Casi la mitad de la población mundial está recluida en sus casas, afuera una enfermedad desconocida causa más de ciento setenta mil muertos, el discurso mediático y estatal se pobló de metáforas bélicas. ¿No podemos simplemente detenernos?
Mientras escribo me llega un correo electrónico en el que invitan a libreros a filmar un video para promocionar la venta online. Una de las destinatarias recomienda evitar “ruido” en el mundo digital, pues eso solo impide ver la herida en el mundo real.
Quizás este sea el camino, acallar el ruido, detenernos.
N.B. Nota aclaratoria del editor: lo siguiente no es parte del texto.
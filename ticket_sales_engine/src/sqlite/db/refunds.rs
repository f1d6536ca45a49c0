use log::{debug, trace};
use sqlx::{sqlite::SqliteRow, FromRow, QueryBuilder, SqliteConnection};
use tse_common::Money;

use crate::{
    db_types::{NewRefund, Refund, SettlementStatus},
    payment_objects::{RefundStatistics, RefundUpdate},
    traits::SalesApiError,
};

pub(crate) async fn insert_refund(refund: NewRefund, conn: &mut SqliteConnection) -> Result<Refund, SalesApiError> {
    let refund: Refund = sqlx::query_as(
        r#"
            INSERT INTO refunds (order_id, payment_id, amount, reason, notes)
            VALUES ($1, $2, $3, $4, $5)
            RETURNING *;
        "#,
    )
    .bind(refund.order_id)
    .bind(refund.payment_id)
    .bind(refund.amount)
    .bind(refund.reason.to_string())
    .bind(refund.notes)
    .fetch_one(conn)
    .await?;
    debug!("↩️ Refund of {} recorded against payment {}", refund.amount, refund.payment_id);
    Ok(refund)
}

pub async fn fetch_refund(refund_id: i64, conn: &mut SqliteConnection) -> Result<Option<Refund>, sqlx::Error> {
    let refund = sqlx::query_as("SELECT * FROM refunds WHERE id = $1").bind(refund_id).fetch_optional(conn).await?;
    Ok(refund)
}

pub async fn fetch_refunds_for_order(order_id: i64, conn: &mut SqliteConnection) -> Result<Vec<Refund>, sqlx::Error> {
    let refunds = sqlx::query_as("SELECT * FROM refunds WHERE order_id = $1 ORDER BY created_at DESC")
        .bind(order_id)
        .fetch_all(conn)
        .await?;
    Ok(refunds)
}

/// The sum of settled refunds against the order. This is the authoritative refunded total; the receipts stored in
/// payment metadata are derived from it.
pub async fn sum_completed_for_order(order_id: i64, conn: &mut SqliteConnection) -> Result<Money, sqlx::Error> {
    let total: Money = sqlx::query_scalar(
        "SELECT COALESCE(SUM(amount), 0) FROM refunds WHERE order_id = $1 AND status = 'Completed'",
    )
    .bind(order_id)
    .fetch_one(conn)
    .await?;
    Ok(total)
}

/// The sum of settled refunds that reference the given payment.
pub async fn sum_completed_for_payment(payment_id: i64, conn: &mut SqliteConnection) -> Result<Money, sqlx::Error> {
    let total: Money = sqlx::query_scalar(
        "SELECT COALESCE(SUM(amount), 0) FROM refunds WHERE payment_id = $1 AND status = 'Completed'",
    )
    .bind(payment_id)
    .fetch_one(conn)
    .await?;
    Ok(total)
}

pub(crate) async fn record_settlement(
    refund_id: i64,
    status: SettlementStatus,
    conn: &mut SqliteConnection,
) -> Result<Refund, SalesApiError> {
    let result: Option<Refund> = sqlx::query_as(
        "UPDATE refunds SET status = $1, processed_at = CURRENT_TIMESTAMP WHERE id = $2 RETURNING *",
    )
    .bind(status.to_string())
    .bind(refund_id)
    .fetch_optional(conn)
    .await?;
    result.ok_or(SalesApiError::RefundNotFound(refund_id))
}

pub(crate) async fn update_refund(
    refund_id: i64,
    update: RefundUpdate,
    conn: &mut SqliteConnection,
) -> Result<Option<Refund>, SalesApiError> {
    if update.is_empty() {
        debug!("↩️ No fields to update for refund {refund_id}. Update request skipped.");
        return fetch_refund(refund_id, conn).await.map_err(SalesApiError::from);
    }
    let mut builder = QueryBuilder::new("UPDATE refunds SET ");
    let mut set_clause = builder.separated(", ");
    if let Some(status) = update.new_status {
        set_clause.push("status = ");
        set_clause.push_bind_unseparated(status.to_string());
        if status != SettlementStatus::Pending {
            set_clause.push("processed_at = CURRENT_TIMESTAMP");
        }
    }
    if let Some(notes) = update.new_notes {
        set_clause.push("notes = ");
        set_clause.push_bind_unseparated(notes);
    }
    builder.push(" WHERE id = ");
    builder.push_bind(refund_id);
    builder.push(" RETURNING *");
    trace!("↩️ Executing query: {}", builder.sql());
    let res = builder.build().fetch_optional(conn).await?.map(|row: SqliteRow| Refund::from_row(&row)).transpose()?;
    Ok(res)
}

#[derive(Debug, FromRow)]
struct RefundStatsRow {
    total_refunds: i64,
    completed: i64,
    pending: i64,
    failed: i64,
    total_amount: Money,
}

pub async fn refund_statistics(conn: &mut SqliteConnection) -> Result<RefundStatistics, sqlx::Error> {
    let row: RefundStatsRow = sqlx::query_as(
        r#"
        SELECT
            COUNT(*)                                                         AS total_refunds,
            COALESCE(SUM(status = 'Completed'), 0)                           AS completed,
            COALESCE(SUM(status = 'Pending'), 0)                             AS pending,
            COALESCE(SUM(status = 'Failed'), 0)                              AS failed,
            COALESCE(SUM(CASE WHEN status = 'Completed' THEN amount END), 0) AS total_amount
        FROM refunds
        "#,
    )
    .fetch_one(conn)
    .await?;
    Ok(RefundStatistics {
        total: row.total_refunds,
        completed: row.completed,
        pending: row.pending,
        failed: row.failed,
        total_amount: row.total_amount,
    })
}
Como los adolescentes japoneses que practican el hikikomori: recluidos por voluntad propia en el territorio mínimo de sus habitaciones, así se sustraen de la banalidad de la vida moderna. Hay quienes emparentan esta práctica con la ética samurái. En este tiempo, la resignación puede ser una consigna revolucionaria.
O lo opuesto, hacer algo verdaderamente útil, coser mascarillas y donarlas, ayudar en cualquier comedor de cualquier barrio. Entre 1934 y 1958 el poeta norteamericano George Oppen no escribió un solo verso: decidió que la poesía no era adecuada para los tiempos que corrían y se afilió al Partido Comunista.
¿Debemos escribir sobre la pandemia causada por el Covid-19? ¿O llenar medios digitales, páginas de periódicos, entradas en redes sociales solo contribuye a evitar el necesario tiempo del duelo?
Pero escribir que no se puede escribir también es escribir.
En Catarsis el médico polaco Szczeklik se recuerda que la medicina y el arte parten del mismo tronco: su origen es la magia, un sistema basado en la omnipotencia de la palabra. La característica alquímica de la medicina reside en que la misma sustancia puede ser la causa de una enfermedad o su cura. Es la operación de las vacunas o la quimioterapia, un tiro al blanco con una toxina capaz de activar el opuesto que tiene como potencia.
Las palabras también tienen esa doble vía, pueden enfermar o ser un método de sanación. Quizás sea tiempo de escribir evitando el corsé de la utilidad, reivindicar el deseo, la obra de vivientes más o menos anónimos que hacen suya la potencia de la escritura.
Como dice esa gran canción de Alejandro Sanz: “no es que sea mi trabajo, es que es mi idioma”.